Background: We analyzed characteristics of patients with stunting admitted at Endocrinology Department of Muratsan University Medical Settings, the only specialized center in Armenia. No similar study was carried out in this region.

Objective and hypotheses: Patients (n=102) were evaluated prospectively.

Method: The following parameters were used for statistical analysis- demographic information, diagnosis, anthropometric data of children and their parents with consideration of SDS, gestation and birth history, bone age, retardation bone age, hormones, IGF1, IGFBP3, atherogenic risk, history of MRI, and, etc.

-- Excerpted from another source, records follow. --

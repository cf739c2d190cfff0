use std::time::Duration;

use axum::{
    http::{header, HeaderValue, StatusCode},
    response::{IntoResponse, Response},
    Json,
};
use serde_json::json;
use tracing::error;

/// Outcome of a failed request, mapped 1:1 onto an HTTP status.
#[derive(Debug, thiserror::Error)]
pub enum AppError {
    #[error("{0}")]
    Conflict(String),
    #[error("{0}")]
    NotFound(String),
    #[error("{0}")]
    Unauthorized(String),
    #[error("{0}")]
    Forbidden(String),
    #[error("Rate limit exceeded, try again later.")]
    RateLimited { retry_after: Duration },
    #[error("{0}")]
    Validation(String),
    #[error(transparent)]
    Internal(#[from] anyhow::Error),
}

impl AppError {
    pub fn status(&self) -> StatusCode {
        match self {
            AppError::Conflict(_) => StatusCode::CONFLICT,
            AppError::NotFound(_) => StatusCode::NOT_FOUND,
            AppError::Unauthorized(_) => StatusCode::UNAUTHORIZED,
            AppError::Forbidden(_) => StatusCode::FORBIDDEN,
            AppError::RateLimited { .. } => StatusCode::TOO_MANY_REQUESTS,
            AppError::Validation(_) => StatusCode::UNPROCESSABLE_ENTITY,
            AppError::Internal(_) => StatusCode::INTERNAL_SERVER_ERROR,
        }
    }

    pub fn validation(msg: impl Into<String>) -> Self {
        AppError::Validation(msg.into())
    }

    pub fn unauthorized(msg: impl Into<String>) -> Self {
        AppError::Unauthorized(msg.into())
    }
}

impl IntoResponse for AppError {
    fn into_response(self) -> Response {
        let status = self.status();
        let detail = match &self {
            AppError::Internal(e) => {
                error!(error = %e, "internal error");
                "Internal server error".to_string()
            }
            other => other.to_string(),
        };

        let mut res = (status, Json(json!({ "detail": detail }))).into_response();
        match &self {
            AppError::Unauthorized(_) => {
                res.headers_mut()
                    .insert(header::WWW_AUTHENTICATE, HeaderValue::from_static("Bearer"));
            }
            AppError::RateLimited { retry_after } => {
                if let Ok(v) = HeaderValue::from_str(&retry_after.as_secs().max(1).to_string()) {
                    res.headers_mut().insert(header::RETRY_AFTER, v);
                }
            }
            _ => {}
        }
        res
    }
}

pub type AppResult<T> = Result<T, AppError>;
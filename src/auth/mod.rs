use crate::state::AppState;
use axum::Router;

pub mod dto;
pub mod extractors;
pub mod handlers;
pub mod jwt;
pub mod password;
pub mod repo;
pub mod repo_types;
pub mod services;

pub fn router() -> Router<AppState> {
    handlers::auth_routes()
}
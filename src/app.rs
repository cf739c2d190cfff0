use std::net::SocketAddr;

use axum::{routing::get, Router};
use tower_http::{cors::CorsLayer, trace::TraceLayer};

use crate::state::AppState;
use crate::{auth, contacts, users};

pub fn build_app(state: AppState) -> Router {
    let ip_source = state.config.client_ip_source.clone();
    Router::new()
        .nest(
            "/api",
            Router::new()
                .merge(auth::router())
                .merge(contacts::router())
                .merge(users::router(&state))
                .route("/health", get(|| async { "ok" })),
        )
        .with_state(state)
        .layer(ip_source.into_extension())
        .layer(CorsLayer::permissive())
        .layer(
            TraceLayer::new_for_http()
                .make_span_with(|req: &axum::http::Request<_>| {
                    let method = req.method().clone();
                    let uri = req.uri().clone();
                    tracing::info_span!("http_request", %method, uri = %uri, status = tracing::field::Empty)
                })
                .on_response(
                    |res: &axum::http::Response<_>,
                     latency: std::time::Duration,
                     span: &tracing::Span| {
                        let status = res.status();
                        span.record("status", tracing::field::display(status));
                        let latency_ms = latency.as_millis() as u64;
                        if status.is_server_error() {
                            tracing::error!(%status, latency_ms, "response");
                        } else {
                            tracing::info!(%status, latency_ms, "response");
                        }
                    },
                ),
        )
}

pub async fn serve(app: Router) -> anyhow::Result<()> {
    let addr: SocketAddr = format!(
        "{}:{}",
        std::env::var("APP_HOST").unwrap_or_else(|_| "0.0.0.0".into()),
        std::env::var("APP_PORT").unwrap_or_else(|_| "8080".into())
    )
    .parse()?;

    tracing::info!("listening on {}", addr);
    let listener = tokio::net::TcpListener::bind(addr).await?;
    axum::serve(listener, app.into_make_service_with_connect_info::<SocketAddr>())
        .with_graceful_shutdown(shutdown_signal())
        .await?;
    Ok(())
}

async fn shutdown_signal() {
    let ctrl_c = async {
        if let Err(e) = tokio::signal::ctrl_c().await {
            tracing::error!(error = %e, "failed to listen for ctrl-c");
        }
    };

    #[cfg(unix)]
    let terminate = async {
        match tokio::signal::unix::signal(tokio::signal::unix::SignalKind::terminate()) {
            Ok(mut sig) => {
                sig.recv().await;
            }
            Err(e) => {
                tracing::error!(error = %e, "failed to listen for SIGTERM");
                std::future::pending::<()>().await;
            }
        }
    };

    #[cfg(not(unix))]
    let terminate = std::future::pending::<()>();

    tokio::select! {
        _ = ctrl_c => {},
        _ = terminate => {},
    }
    tracing::info!("shutdown signal received");
}
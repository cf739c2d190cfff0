use anyhow::Context;
use sqlx::{postgres::PgPoolOptions, PgPool};

use crate::config::AppConfig;

/// Failure of a store operation, classified for the service layer.
#[derive(Debug, thiserror::Error)]
pub enum StoreError {
    #[error("record not found")]
    NotFound,
    #[error("unique constraint violated")]
    Conflict,
    #[error(transparent)]
    Backend(#[from] anyhow::Error),
}

impl From<sqlx::Error> for StoreError {
    fn from(e: sqlx::Error) -> Self {
        match &e {
            sqlx::Error::RowNotFound => StoreError::NotFound,
            sqlx::Error::Database(db) if db.is_unique_violation() => StoreError::Conflict,
            _ => StoreError::Backend(anyhow::Error::new(e)),
        }
    }
}

pub async fn connect(config: &AppConfig) -> anyhow::Result<PgPool> {
    let pool = PgPoolOptions::new()
        .max_connections(config.database_max_connections)
        .connect(&config.database_url)
        .await
        .context("connect to database")?;

    // Run migrations if present
    if let Err(e) = sqlx::migrate!("./migrations").run(&pool).await {
        tracing::warn!(error = %e, "migration failed; continuing");
    }
    Ok(pool)
}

Results: The mean age of children was 9.2±3.62 years (3–17); 66 (64.7%) were boys, mean SDS height was −3.4±1.1; the following cases were identified− 28.57% idiopathic short stature (ISS), 16.40% with GH deficiency, 15.34% primary hypothyroidism, 14.29% constitutional delay of growth and puberty, 10.58% genetically determining stunting, 8.99% systemic bone disease, 3.70% intrauterine growth delay, and 2. 12% somatogenically conditioned stunting. ISS and GH deficiency were more frequently seen in boys (4:1 and 3:1 respectively). In GH deficiency group there were strong correlation between low GH and low IGF1, IGFBP3 levels (P=0.000). 77.42% of these patients had combined dyslipidemia. Hypo- and dyslipidemia were frequently identified in ISS group (28%). Among 22.2% (n=12) ISS patients we observed, other patients’ 77.8% (n=42) IGF1 levels corresponded to the norm. IGFPB3 levels in ISS patients 16.7% (n=42) were also lower. We did not find any correlation between the maximal concentration of GH and IGF1 in ISS patients (r=−0.02; P=0.148).

Conclusion: Blood lipid control is very important for patients with GH deficiency and ISS. We recommend the development of national registry and common guidelines in Armenia which can help practitioners easily identify the cases of stunting and accompanying risk factors.